■ **WORK REQUIRED**
I need all of the entries printed exactly.

■ **DATA SECTION**
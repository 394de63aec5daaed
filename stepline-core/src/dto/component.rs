//! Component DTOs

use serde::{Deserialize, Serialize};

use crate::domain::component::{PipelineComponent, ResourceRequest};

/// Request to add or replace a component
///
/// Carries everything the user edits. The `executed` flag is never taken
/// from a request: new and replaced components always start unexecuted.
#[derive(Debug, Clone, PartialEq, Serialize, Deserialize)]
pub struct NewComponent {
    pub title: String,
    #[serde(default)]
    pub description: String,
    pub path: String,
    #[serde(flatten)]
    pub resources: ResourceRequest,
}

impl NewComponent {
    pub fn new(title: impl Into<String>, path: impl Into<String>) -> Self {
        Self {
            title: title.into(),
            description: String::new(),
            path: path.into(),
            resources: ResourceRequest::default(),
        }
    }

    pub fn with_description(mut self, description: impl Into<String>) -> Self {
        self.description = description.into();
        self
    }

    pub fn with_resources(mut self, resources: ResourceRequest) -> Self {
        self.resources = resources;
        self
    }

    /// Builds the unexecuted component, slugifying the path
    pub fn into_component(self) -> PipelineComponent {
        PipelineComponent::new(self.title, self.description, &self.path, self.resources)
    }
}
//! Commands module
//!
//! Defines all CLI commands and their handlers.

mod code;
mod component;
mod pipeline;

pub use code::CodeCommands;
pub use component::ComponentCommands;
pub use pipeline::PipelineCommands;

use anyhow::Result;
use clap::Subcommand;

use crate::config::Config;

/// Top-level CLI commands
#[derive(Subcommand)]
pub enum Commands {
    /// Pipeline management and full runs
    Pipeline {
        #[command(subcommand)]
        command: PipelineCommands,
    },
    /// Component management and single runs
    Component {
        #[command(subcommand)]
        command: ComponentCommands,
    },
    /// Component source code
    Code {
        #[command(subcommand)]
        command: CodeCommands,
    },
    /// Show the logs of a component's latest completed run
    Logs {
        /// Pipeline name or unambiguous prefix
        pipeline: String,
        /// Component position, starting at 0
        index: usize,
    },
}

/// Handle a CLI command
///
/// Routes the command to the appropriate handler module.
pub async fn handle_command(command: Commands, config: &Config) -> Result<()> {
    match command {
        Commands::Pipeline { command } => pipeline::handle_pipeline_command(command, config).await,
        Commands::Component { command } => {
            component::handle_component_command(command, config).await
        }
        Commands::Code { command } => code::handle_code_command(command, config).await,
        Commands::Logs { pipeline, index } => code::show_logs(config, &pipeline, index).await,
    }
}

■ **WRITTEN ANSWER**
repository 394de63aec5daaed
filename stepline-core/src/dto/component.rs
//! Component DTOs

use serde::{Deserialize, Serialize};

use crate::domain::component::{PipelineComponent, ResourceRequest};

/// Request to add or replace a component
///
/// Carries everything the user edits. The `executed` flag is never taken
/// from a request: new and replaced components always start unexecuted.
#[derive(Debug, Clone, PartialEq, Serialize, Deserialize)]
pub struct NewComponent {
    pub title: String,
    #[serde(default)]
    pub description: String,
    pub path: String,
    #[serde(flatten)]
    pub resources: ResourceRequest,
}

impl NewComponent {
    pub fn new(title: impl Into<String>, path: impl Into<String>) -> Self {
        Self {
            title: title.into(),
            description: String::new(),
            path: path.into(),
            resources: ResourceRequest::default(),
        }
    }

    pub fn with_description(mut self, description: impl Into<String>) -> Self {
        self.description = description.into();
        self
    }

    pub fn with_resources(mut self, resources: ResourceRequest) -> Self {
        self.resources = resources;
        self
    }

    /// Builds the unexecuted component, slugifying the path
    pub fn into_component(self) -> PipelineComponent {
        PipelineComponent::new(self.title, self.description, &self.path, self.resources)
    }
}
//! Commands module
//!
//! Defines all CLI commands and their handlers.

mod code;
mod component;
mod pipeline;

pub use code::CodeCommands;
pub use component::ComponentCommands;
pub use pipeline::PipelineCommands;

use anyhow::Result;
use clap::Subcommand;

use crate::config::Config;

/// Top-level CLI commands
#[derive(Subcommand)]
pub enum Commands {
    /// Pipeline management and full runs
    Pipeline {
        #[command(subcommand)]
        command: PipelineCommands,
    },
    /// Component management and single runs
    Component {
        #[command(subcommand)]
        command: ComponentCommands,
    },
    /// Component source code
    Code {
        #[command(subcommand)]
        command: CodeCommands,
    },
    /// Show the logs of a component's latest completed run
    Logs {
        /// Pipeline name or unambiguous prefix
        pipeline: String,
        /// Component position, starting at 0
        index: usize,
    },
}

/// Handle a CLI command
///
/// Routes the command to the appropriate handler module.
pub async fn handle_command(command: Commands, config: &Config) -> Result<()> {
    match command {
        Commands::Pipeline { command } => pipeline::handle_pipeline_command(command, config).await,
        Commands::Component { command } => {
            component::handle_component_command(command, config).await
        }
        Commands::Code { command } => code::handle_code_command(command, config).await,
        Commands::Logs { pipeline, index } => code::show_logs(config, &pipeline, index).await,
    }
}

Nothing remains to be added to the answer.